◆ Data under study
------------------------------------------------

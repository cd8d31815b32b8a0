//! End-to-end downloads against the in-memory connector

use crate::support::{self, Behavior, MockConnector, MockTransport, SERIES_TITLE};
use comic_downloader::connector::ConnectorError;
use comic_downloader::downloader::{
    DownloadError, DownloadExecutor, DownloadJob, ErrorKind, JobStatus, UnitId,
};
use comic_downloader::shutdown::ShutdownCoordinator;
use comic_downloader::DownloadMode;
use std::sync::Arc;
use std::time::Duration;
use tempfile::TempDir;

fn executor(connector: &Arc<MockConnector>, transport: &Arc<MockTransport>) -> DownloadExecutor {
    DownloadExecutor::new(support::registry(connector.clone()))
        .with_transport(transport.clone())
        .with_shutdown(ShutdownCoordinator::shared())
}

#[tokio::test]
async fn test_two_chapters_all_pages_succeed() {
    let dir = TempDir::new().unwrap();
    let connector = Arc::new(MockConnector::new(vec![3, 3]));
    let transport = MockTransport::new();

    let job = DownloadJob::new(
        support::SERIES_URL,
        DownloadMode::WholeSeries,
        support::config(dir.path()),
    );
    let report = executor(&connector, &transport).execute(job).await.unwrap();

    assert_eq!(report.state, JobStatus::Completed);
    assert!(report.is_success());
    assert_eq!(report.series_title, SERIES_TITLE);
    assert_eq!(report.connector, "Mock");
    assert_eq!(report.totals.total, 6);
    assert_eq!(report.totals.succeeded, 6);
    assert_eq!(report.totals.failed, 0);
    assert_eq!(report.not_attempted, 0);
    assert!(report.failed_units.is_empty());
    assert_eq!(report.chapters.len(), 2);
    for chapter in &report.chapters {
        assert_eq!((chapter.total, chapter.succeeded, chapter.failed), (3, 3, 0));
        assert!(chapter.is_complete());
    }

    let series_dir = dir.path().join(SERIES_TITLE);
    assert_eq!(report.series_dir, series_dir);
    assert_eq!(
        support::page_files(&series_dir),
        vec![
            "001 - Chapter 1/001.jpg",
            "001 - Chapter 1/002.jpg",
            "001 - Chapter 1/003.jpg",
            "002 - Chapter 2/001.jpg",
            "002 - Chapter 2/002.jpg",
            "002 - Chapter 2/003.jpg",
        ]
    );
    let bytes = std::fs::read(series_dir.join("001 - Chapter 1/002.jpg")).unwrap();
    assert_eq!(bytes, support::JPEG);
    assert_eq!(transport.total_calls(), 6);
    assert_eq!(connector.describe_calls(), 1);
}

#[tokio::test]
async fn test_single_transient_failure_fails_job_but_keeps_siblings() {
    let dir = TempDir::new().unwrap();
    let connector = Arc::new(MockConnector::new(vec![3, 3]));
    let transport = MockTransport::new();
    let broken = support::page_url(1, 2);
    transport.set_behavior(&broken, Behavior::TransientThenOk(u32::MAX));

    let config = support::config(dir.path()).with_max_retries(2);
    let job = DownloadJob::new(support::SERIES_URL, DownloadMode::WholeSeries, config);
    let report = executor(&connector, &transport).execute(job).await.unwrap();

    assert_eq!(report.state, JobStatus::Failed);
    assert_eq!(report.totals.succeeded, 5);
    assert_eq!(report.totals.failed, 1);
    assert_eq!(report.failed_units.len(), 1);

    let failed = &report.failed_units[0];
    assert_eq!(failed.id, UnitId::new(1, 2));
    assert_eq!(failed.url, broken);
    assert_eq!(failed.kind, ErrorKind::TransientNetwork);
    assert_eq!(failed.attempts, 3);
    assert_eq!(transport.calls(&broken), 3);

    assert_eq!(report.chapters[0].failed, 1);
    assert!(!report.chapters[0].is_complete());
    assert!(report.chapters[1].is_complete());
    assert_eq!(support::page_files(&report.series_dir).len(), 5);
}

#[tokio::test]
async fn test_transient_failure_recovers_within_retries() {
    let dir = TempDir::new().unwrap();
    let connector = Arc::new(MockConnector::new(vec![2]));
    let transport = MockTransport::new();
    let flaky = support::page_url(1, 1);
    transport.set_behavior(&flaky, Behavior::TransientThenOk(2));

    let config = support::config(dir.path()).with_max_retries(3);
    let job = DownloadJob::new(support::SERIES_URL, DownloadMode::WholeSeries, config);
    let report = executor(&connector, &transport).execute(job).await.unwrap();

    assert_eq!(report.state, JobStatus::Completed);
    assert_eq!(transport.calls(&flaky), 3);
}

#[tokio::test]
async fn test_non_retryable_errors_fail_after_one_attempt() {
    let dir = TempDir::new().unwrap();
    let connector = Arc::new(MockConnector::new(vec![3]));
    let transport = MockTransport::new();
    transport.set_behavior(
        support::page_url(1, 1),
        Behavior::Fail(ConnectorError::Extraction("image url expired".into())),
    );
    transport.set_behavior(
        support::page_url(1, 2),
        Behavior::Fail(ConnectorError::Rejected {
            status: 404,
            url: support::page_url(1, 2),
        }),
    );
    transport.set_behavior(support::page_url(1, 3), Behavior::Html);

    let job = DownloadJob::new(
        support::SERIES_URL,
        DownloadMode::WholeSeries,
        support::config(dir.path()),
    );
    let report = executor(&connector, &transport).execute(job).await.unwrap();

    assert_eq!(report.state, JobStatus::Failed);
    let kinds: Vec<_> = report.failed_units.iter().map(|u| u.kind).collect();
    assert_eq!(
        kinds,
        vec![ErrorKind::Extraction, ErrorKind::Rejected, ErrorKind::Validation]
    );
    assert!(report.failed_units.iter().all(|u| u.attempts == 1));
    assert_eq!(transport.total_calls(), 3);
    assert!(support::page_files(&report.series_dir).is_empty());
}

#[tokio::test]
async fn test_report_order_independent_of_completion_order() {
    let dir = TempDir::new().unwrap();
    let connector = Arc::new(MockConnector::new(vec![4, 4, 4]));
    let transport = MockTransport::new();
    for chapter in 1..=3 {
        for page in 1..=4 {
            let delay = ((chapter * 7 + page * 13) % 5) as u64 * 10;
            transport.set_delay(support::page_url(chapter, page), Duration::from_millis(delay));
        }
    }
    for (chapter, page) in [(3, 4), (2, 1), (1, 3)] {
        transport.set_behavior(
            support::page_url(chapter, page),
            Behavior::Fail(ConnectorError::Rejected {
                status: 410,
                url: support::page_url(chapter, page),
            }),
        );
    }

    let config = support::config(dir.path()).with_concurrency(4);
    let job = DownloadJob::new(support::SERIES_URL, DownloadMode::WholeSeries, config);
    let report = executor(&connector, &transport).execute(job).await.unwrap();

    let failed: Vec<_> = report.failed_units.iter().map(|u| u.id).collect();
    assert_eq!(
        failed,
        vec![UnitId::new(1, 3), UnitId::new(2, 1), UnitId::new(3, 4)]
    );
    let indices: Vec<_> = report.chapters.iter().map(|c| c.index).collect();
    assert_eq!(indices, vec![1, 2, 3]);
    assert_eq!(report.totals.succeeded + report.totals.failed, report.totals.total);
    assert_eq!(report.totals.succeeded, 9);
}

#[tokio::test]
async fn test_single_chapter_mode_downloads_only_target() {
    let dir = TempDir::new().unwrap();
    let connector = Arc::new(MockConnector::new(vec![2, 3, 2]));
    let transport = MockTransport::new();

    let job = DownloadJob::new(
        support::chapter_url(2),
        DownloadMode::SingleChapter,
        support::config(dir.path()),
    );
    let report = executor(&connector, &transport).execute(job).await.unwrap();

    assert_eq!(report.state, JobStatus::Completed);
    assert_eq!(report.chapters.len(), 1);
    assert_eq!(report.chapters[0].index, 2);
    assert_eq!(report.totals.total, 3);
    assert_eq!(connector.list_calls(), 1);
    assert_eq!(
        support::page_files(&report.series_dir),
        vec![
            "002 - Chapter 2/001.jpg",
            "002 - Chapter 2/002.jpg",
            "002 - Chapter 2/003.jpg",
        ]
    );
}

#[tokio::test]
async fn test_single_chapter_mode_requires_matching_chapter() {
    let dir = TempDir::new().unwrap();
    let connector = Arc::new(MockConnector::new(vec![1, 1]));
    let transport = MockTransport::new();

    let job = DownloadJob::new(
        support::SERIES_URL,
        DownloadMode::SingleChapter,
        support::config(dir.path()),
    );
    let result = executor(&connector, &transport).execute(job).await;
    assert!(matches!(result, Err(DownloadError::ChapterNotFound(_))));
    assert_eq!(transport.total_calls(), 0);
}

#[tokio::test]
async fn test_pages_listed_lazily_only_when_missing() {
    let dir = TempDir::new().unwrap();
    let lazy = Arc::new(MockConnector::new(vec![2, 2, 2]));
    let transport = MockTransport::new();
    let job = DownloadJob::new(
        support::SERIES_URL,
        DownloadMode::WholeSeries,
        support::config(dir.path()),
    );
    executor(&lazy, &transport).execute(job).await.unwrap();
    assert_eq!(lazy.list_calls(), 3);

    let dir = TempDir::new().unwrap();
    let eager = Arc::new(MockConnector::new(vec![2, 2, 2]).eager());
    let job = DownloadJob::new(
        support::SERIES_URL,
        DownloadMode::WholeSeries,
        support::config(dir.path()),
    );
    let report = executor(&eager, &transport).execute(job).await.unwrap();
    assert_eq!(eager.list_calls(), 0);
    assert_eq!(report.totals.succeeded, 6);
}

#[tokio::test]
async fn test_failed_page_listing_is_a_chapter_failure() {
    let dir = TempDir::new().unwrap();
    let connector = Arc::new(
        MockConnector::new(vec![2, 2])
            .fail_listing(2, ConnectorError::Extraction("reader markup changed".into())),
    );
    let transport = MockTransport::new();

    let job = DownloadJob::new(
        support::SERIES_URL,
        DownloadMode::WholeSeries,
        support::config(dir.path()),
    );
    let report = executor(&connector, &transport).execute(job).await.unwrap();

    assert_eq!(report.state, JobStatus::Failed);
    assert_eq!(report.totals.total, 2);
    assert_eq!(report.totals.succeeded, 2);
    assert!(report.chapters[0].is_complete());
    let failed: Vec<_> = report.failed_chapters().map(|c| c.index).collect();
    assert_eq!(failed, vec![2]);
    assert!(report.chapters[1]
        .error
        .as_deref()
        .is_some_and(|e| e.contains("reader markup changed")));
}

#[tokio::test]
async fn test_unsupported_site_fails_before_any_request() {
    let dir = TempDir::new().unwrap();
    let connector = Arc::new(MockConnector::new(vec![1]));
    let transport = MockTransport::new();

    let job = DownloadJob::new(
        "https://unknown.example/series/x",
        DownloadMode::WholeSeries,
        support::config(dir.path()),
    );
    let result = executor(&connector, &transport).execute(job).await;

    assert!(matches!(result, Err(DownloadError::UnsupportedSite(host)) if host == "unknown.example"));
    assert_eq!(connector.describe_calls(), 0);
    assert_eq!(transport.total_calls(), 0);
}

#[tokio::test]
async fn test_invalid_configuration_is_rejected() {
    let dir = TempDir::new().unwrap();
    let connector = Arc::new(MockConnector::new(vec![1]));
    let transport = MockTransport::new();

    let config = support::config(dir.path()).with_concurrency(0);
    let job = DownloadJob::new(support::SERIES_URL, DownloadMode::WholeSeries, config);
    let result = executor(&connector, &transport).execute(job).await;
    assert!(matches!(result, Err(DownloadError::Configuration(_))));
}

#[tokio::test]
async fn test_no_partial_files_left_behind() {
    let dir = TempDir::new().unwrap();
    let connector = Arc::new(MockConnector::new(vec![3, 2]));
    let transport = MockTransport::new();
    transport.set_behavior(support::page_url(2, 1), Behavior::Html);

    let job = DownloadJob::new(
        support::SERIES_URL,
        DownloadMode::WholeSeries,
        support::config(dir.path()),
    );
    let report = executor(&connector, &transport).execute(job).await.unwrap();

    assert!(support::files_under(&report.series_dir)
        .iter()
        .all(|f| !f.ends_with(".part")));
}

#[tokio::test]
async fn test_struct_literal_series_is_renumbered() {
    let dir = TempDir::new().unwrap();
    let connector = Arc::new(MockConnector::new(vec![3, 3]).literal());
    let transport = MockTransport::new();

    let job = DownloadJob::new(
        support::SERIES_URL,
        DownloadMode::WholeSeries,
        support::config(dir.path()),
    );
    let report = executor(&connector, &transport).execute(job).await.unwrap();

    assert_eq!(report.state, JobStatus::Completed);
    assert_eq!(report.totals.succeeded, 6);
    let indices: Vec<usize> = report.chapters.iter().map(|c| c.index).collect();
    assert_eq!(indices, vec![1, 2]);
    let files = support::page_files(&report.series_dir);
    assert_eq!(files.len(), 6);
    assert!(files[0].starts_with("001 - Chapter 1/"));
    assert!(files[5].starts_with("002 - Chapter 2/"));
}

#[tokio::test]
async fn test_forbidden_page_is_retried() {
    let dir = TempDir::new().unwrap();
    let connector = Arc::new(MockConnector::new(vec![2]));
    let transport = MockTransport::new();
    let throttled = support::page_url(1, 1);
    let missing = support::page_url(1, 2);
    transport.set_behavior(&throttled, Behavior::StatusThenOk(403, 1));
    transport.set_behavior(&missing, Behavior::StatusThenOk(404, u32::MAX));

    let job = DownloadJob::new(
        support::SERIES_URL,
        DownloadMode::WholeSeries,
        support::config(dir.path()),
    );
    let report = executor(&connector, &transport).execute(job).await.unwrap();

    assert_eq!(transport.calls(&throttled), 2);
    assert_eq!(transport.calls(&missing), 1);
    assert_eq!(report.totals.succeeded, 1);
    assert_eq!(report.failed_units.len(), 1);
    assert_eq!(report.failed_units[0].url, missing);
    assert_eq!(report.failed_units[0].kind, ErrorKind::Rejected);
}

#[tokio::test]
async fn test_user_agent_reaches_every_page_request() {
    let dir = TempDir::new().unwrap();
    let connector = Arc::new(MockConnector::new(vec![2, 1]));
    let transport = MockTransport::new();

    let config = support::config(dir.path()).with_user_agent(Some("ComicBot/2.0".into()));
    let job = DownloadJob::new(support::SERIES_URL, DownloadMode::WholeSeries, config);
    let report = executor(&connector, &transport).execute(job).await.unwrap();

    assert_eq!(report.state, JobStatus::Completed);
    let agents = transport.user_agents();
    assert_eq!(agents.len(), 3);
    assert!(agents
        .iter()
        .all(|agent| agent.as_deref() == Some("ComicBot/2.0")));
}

------------------------------------------------

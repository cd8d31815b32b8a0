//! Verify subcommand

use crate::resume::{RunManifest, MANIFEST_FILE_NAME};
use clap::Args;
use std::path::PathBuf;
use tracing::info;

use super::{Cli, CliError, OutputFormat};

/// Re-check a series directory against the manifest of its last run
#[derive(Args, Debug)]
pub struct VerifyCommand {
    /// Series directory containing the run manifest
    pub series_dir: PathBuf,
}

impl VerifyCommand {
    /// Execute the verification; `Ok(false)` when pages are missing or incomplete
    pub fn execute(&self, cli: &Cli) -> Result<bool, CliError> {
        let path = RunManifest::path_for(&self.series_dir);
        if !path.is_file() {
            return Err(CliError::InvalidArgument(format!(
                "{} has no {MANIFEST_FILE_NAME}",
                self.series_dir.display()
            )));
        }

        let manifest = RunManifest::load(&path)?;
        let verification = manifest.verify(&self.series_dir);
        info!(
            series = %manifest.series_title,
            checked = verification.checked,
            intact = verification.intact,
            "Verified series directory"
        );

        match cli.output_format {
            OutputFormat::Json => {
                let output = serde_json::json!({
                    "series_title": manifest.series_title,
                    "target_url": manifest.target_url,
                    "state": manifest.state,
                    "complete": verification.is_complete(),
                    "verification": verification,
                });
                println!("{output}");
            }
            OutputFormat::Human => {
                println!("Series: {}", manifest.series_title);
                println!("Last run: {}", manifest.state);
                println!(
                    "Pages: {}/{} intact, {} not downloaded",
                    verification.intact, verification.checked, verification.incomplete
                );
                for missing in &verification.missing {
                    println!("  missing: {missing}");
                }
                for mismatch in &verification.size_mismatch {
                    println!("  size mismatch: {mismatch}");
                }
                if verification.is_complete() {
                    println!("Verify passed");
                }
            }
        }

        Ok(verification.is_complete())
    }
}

------------------------------------------------

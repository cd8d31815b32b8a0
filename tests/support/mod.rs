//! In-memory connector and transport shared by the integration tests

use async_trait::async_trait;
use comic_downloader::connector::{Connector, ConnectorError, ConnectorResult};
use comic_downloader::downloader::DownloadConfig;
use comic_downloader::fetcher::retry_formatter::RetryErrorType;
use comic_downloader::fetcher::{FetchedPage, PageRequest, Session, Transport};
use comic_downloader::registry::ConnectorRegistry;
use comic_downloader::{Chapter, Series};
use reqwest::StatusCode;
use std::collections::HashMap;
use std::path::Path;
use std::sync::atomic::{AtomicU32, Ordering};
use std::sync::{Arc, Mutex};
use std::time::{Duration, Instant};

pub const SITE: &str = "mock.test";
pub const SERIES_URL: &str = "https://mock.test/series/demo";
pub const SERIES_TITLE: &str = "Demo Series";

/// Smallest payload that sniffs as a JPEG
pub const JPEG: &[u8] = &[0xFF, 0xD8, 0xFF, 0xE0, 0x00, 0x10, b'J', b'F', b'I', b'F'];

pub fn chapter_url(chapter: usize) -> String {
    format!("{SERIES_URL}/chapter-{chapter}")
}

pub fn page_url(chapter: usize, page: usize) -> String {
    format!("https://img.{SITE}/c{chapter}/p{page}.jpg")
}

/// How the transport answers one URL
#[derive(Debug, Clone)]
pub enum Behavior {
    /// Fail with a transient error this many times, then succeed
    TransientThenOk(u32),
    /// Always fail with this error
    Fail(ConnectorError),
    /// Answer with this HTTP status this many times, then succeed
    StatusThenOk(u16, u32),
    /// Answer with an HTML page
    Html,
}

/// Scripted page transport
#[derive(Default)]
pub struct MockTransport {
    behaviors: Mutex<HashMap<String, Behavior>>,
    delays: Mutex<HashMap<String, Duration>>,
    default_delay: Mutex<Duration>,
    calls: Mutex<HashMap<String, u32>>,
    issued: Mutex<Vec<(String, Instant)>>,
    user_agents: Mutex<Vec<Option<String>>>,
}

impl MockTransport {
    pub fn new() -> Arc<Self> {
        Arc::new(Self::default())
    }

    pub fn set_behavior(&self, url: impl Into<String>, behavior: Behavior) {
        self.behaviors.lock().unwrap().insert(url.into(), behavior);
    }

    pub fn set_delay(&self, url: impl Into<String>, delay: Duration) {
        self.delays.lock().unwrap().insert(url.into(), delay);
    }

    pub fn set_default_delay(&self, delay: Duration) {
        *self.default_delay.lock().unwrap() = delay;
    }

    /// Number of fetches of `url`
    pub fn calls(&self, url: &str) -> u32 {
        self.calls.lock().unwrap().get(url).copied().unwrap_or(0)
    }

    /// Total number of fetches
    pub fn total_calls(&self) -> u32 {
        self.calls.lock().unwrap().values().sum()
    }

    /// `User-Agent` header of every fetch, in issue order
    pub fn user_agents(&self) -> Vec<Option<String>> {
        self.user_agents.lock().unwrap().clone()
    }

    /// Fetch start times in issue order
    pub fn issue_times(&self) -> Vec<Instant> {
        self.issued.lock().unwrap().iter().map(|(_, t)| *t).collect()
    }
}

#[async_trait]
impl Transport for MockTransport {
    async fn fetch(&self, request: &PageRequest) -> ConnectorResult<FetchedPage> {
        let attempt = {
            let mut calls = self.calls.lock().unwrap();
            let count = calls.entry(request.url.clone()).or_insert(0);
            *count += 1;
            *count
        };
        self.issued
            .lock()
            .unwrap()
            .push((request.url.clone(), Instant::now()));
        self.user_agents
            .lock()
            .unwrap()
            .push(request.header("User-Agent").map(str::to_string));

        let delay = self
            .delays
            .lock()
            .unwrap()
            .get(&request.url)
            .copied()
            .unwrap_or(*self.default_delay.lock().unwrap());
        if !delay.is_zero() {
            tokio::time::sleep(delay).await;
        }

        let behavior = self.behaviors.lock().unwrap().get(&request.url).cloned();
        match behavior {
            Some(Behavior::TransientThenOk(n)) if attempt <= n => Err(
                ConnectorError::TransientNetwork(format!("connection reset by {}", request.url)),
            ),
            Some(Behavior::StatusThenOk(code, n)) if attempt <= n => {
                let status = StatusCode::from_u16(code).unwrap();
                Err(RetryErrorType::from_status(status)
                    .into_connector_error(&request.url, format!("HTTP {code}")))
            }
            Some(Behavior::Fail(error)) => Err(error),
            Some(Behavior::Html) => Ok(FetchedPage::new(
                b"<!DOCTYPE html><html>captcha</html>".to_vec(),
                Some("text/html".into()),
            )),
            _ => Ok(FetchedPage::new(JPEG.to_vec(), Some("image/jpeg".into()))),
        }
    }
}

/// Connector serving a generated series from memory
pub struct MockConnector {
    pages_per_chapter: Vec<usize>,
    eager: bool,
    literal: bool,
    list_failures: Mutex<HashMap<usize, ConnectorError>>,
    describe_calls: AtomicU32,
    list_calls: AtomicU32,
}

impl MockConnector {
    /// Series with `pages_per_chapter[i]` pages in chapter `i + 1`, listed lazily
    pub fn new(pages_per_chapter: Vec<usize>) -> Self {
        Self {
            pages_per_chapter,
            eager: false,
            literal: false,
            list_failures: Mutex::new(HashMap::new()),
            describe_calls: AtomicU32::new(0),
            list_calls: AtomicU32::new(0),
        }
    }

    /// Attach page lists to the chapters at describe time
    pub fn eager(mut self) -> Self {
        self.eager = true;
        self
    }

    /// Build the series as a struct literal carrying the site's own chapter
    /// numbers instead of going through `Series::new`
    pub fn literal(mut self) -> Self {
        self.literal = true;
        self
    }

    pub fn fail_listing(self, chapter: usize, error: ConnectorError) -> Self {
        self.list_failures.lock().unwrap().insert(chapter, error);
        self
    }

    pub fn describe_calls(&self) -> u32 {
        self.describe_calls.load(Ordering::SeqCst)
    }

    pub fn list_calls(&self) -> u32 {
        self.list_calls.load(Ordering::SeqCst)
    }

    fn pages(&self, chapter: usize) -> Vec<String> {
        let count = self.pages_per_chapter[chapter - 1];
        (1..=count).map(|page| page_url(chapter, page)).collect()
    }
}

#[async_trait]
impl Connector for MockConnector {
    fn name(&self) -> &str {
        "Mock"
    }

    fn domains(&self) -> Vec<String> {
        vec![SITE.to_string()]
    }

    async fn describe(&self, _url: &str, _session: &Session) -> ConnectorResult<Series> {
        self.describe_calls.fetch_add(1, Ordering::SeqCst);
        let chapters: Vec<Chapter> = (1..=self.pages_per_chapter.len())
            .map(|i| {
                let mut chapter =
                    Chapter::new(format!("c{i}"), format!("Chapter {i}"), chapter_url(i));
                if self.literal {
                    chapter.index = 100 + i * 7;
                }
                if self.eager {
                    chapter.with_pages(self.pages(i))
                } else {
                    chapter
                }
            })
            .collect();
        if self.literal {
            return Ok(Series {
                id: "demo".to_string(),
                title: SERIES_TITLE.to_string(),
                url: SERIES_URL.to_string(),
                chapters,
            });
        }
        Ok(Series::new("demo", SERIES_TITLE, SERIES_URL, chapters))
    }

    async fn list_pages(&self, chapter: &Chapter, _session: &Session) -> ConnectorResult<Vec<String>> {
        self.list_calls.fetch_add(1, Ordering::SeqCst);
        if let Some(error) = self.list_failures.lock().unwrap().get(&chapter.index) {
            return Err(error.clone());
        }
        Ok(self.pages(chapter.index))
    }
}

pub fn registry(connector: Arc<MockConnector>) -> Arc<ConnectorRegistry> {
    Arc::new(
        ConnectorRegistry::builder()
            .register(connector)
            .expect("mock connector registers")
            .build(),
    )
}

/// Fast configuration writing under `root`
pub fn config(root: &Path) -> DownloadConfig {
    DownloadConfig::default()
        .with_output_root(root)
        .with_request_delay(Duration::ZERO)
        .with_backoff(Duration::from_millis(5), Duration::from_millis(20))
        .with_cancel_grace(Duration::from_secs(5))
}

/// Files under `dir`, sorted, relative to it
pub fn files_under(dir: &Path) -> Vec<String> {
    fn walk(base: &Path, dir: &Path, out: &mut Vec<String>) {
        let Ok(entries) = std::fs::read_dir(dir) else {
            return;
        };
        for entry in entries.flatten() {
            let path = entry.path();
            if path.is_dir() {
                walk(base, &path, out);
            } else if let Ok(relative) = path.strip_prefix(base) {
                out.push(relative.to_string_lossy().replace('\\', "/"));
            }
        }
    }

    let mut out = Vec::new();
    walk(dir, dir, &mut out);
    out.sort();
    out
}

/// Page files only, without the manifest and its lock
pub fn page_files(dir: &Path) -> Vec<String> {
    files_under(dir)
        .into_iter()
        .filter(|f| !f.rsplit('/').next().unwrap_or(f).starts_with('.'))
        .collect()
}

------------------------------------------------

Each line in the records that carries "PathBuf" must be copied out.

◆ Answer box
use std::path::PathBuf;
    pub series_dir: PathBuf,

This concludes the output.